[Stored data]
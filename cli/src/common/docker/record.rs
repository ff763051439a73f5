//! # dtool Container Records
//!
//! File: cli/src/common/docker/record.rs
//!
//! ## Overview
//!
//! `ContainerRecord` is the explicit value type the filter and table code work
//! on. It is filled once from `bollard` models (`ContainerSummary` from the
//! list API, `ContainerInspectResponse` from inspect) and never mutated.
//!
//! Port information is kept as an ordered `Vec<PortSpec>` rather than a map so
//! the rendered output is stable for identical input.
//!
use bollard::models::{
    ContainerInspectResponse, ContainerStateStatusEnum, ContainerSummary, Port, PortMap,
    PortTypeEnum,
};
use std::fmt;

/// Number of ID characters shown to humans.
pub const SHORT_ID_LEN: usize = 12;

/// A container as reported by the daemon.
#[derive(Debug, Clone, PartialEq, Eq)]
pub struct ContainerRecord {
    pub id: String,
    pub short_id: String,
    pub name: String,
    pub image: ImageInfo,
    pub status: ContainerStatus,
    pub ports: Vec<PortSpec>,
}

/// Image the container was created from.
#[derive(Debug, Clone, PartialEq, Eq, Default)]
pub struct ImageInfo {
    /// Content ID, possibly prefixed with the digest algorithm (`sha256:`).
    pub id: String,
    /// Repository tags in daemon order.
    pub tags: Vec<String>,
}

/// Container lifecycle state.
#[derive(Debug, Clone, PartialEq, Eq)]
pub enum ContainerStatus {
    Running,
    Exited,
    Paused,
    Created,
    Restarting,
    Removing,
    Dead,
    Other(String),
}

/// One container port spec (`"80/tcp"`) and its host bindings.
#[derive(Debug, Clone, PartialEq, Eq)]
pub struct PortSpec {
    pub spec: String,
    /// Empty when the port is exposed but not published.
    pub bindings: Vec<HostBinding>,
}

#[derive(Debug, Clone, PartialEq, Eq)]
pub struct HostBinding {
    pub host_port: String,
    pub host_ip: Option<String>,
}

/// First `SHORT_ID_LEN` characters of `id`, or all of it when shorter.
pub fn short_id(id: &str) -> String {
    id.chars().take(SHORT_ID_LEN).collect()
}

impl ImageInfo {
    /// Builds image info, dropping the `<none>:<none>` placeholder tag some
    /// daemons report for untagged images.
    pub fn new(id: impl Into<String>, tags: Vec<String>) -> Self {
        Self {
            id: id.into(),
            tags: tags
                .into_iter()
                .filter(|t| t != "<none>:<none>")
                .collect(),
        }
    }

    /// Short content ID without the `algorithm:` prefix.
    pub fn short_id(&self) -> String {
        let digest = self
            .id
            .split_once(':')
            .map_or(self.id.as_str(), |(_, hex)| hex);
        short_id(digest)
    }
}

impl ContainerStatus {
    pub fn is_running(&self) -> bool {
        matches!(self, ContainerStatus::Running)
    }

    pub fn as_str(&self) -> &str {
        match self {
            ContainerStatus::Running => "running",
            ContainerStatus::Exited => "exited",
            ContainerStatus::Paused => "paused",
            ContainerStatus::Created => "created",
            ContainerStatus::Restarting => "restarting",
            ContainerStatus::Removing => "removing",
            ContainerStatus::Dead => "dead",
            ContainerStatus::Other(s) => s,
        }
    }
}

impl From<&str> for ContainerStatus {
    fn from(s: &str) -> Self {
        match s {
            "running" => ContainerStatus::Running,
            "exited" => ContainerStatus::Exited,
            "paused" => ContainerStatus::Paused,
            "created" => ContainerStatus::Created,
            "restarting" => ContainerStatus::Restarting,
            "removing" => ContainerStatus::Removing,
            "dead" => ContainerStatus::Dead,
            other => ContainerStatus::Other(other.to_string()),
        }
    }
}

impl From<ContainerStateStatusEnum> for ContainerStatus {
    fn from(s: ContainerStateStatusEnum) -> Self {
        match s {
            ContainerStateStatusEnum::RUNNING => ContainerStatus::Running,
            ContainerStateStatusEnum::EXITED => ContainerStatus::Exited,
            ContainerStateStatusEnum::PAUSED => ContainerStatus::Paused,
            ContainerStateStatusEnum::CREATED => ContainerStatus::Created,
            ContainerStateStatusEnum::RESTARTING => ContainerStatus::Restarting,
            ContainerStateStatusEnum::REMOVING => ContainerStatus::Removing,
            ContainerStateStatusEnum::DEAD => ContainerStatus::Dead,
            ContainerStateStatusEnum::EMPTY => ContainerStatus::Other(String::new()),
        }
    }
}

impl fmt::Display for ContainerStatus {
    fn fmt(&self, f: &mut fmt::Formatter<'_>) -> fmt::Result {
        f.write_str(self.as_str())
    }
}

fn protocol_suffix(typ: Option<&PortTypeEnum>) -> &'static str {
    match typ {
        Some(PortTypeEnum::TCP) => "/tcp",
        Some(PortTypeEnum::UDP) => "/udp",
        Some(PortTypeEnum::SCTP) => "/sctp",
        _ => "",
    }
}

/// Orders specs by port number, then protocol. Neither API gives a stable
/// order of its own.
fn sort_specs(specs: &mut [PortSpec]) {
    specs.sort_by_key(|s| {
        let (port, proto) = s.spec.split_once('/').unwrap_or((s.spec.as_str(), ""));
        (port.parse::<u32>().unwrap_or(u32::MAX), proto.to_string())
    });
}

/// Groups the list API's flat port entries by container port spec.
///
/// Specs are sorted like `ports_from_map`; bindings keep their reported
/// order within each spec.
pub fn ports_from_summary(ports: &[Port]) -> Vec<PortSpec> {
    let mut specs: Vec<PortSpec> = Vec::new();
    for port in ports {
        let spec = format!("{}{}", port.private_port, protocol_suffix(port.typ.as_ref()));
        let idx = match specs.iter().position(|s| s.spec == spec) {
            Some(idx) => idx,
            None => {
                specs.push(PortSpec {
                    spec,
                    bindings: Vec::new(),
                });
                specs.len() - 1
            }
        };
        if let Some(public) = port.public_port {
            specs[idx].bindings.push(HostBinding {
                host_port: public.to_string(),
                host_ip: port.ip.clone().filter(|ip| !ip.is_empty()),
            });
        }
    }
    sort_specs(&mut specs);
    specs
}

/// Converts the inspect API's port map, sorted by port number, then protocol.
pub fn ports_from_map(map: &PortMap) -> Vec<PortSpec> {
    let mut specs: Vec<PortSpec> = map
        .iter()
        .map(|(spec, bindings)| PortSpec {
            spec: spec.clone(),
            bindings: bindings
                .iter()
                .flatten()
                .filter_map(|b| {
                    b.host_port.clone().map(|host_port| HostBinding {
                        host_port,
                        host_ip: b.host_ip.clone().filter(|ip| !ip.is_empty()),
                    })
                })
                .collect(),
        })
        .collect();
    sort_specs(&mut specs);
    specs
}

impl ContainerRecord {
    /// Builds a record from a list API entry and its resolved image.
    pub fn from_summary(summary: ContainerSummary, image: ImageInfo) -> Self {
        let id = summary.id.unwrap_or_default();
        let name = summary
            .names
            .as_ref()
            .and_then(|names| names.first())
            .map(|n| n.trim_start_matches('/').to_string())
            .unwrap_or_default();
        let status = summary
            .state
            .as_deref()
            .map(ContainerStatus::from)
            .unwrap_or_else(|| ContainerStatus::Other(String::new()));
        let ports = summary
            .ports
            .as_deref()
            .map(ports_from_summary)
            .unwrap_or_default();
        Self {
            short_id: short_id(&id),
            id,
            name,
            image,
            status,
            ports,
        }
    }

    /// Builds a record from an inspect response and its resolved image.
    pub fn from_inspect(details: ContainerInspectResponse, image: ImageInfo) -> Self {
        let id = details.id.unwrap_or_default();
        let name = details
            .name
            .map(|n| n.trim_start_matches('/').to_string())
            .unwrap_or_default();
        let status = details
            .state
            .and_then(|s| s.status)
            .map(ContainerStatus::from)
            .unwrap_or_else(|| ContainerStatus::Other(String::new()));
        let ports = details
            .network_settings
            .and_then(|n| n.ports)
            .map(|map| ports_from_map(&map))
            .unwrap_or_default();
        Self {
            short_id: short_id(&id),
            id,
            name,
            image,
            status,
            ports,
        }
    }
}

Task to carry out =>
Search the data above for the string "docker". Report every line where it is found.

Problem solution =>
filename cli/src/common/docker/record.rs
//! File: cli/src/common/docker/record.rs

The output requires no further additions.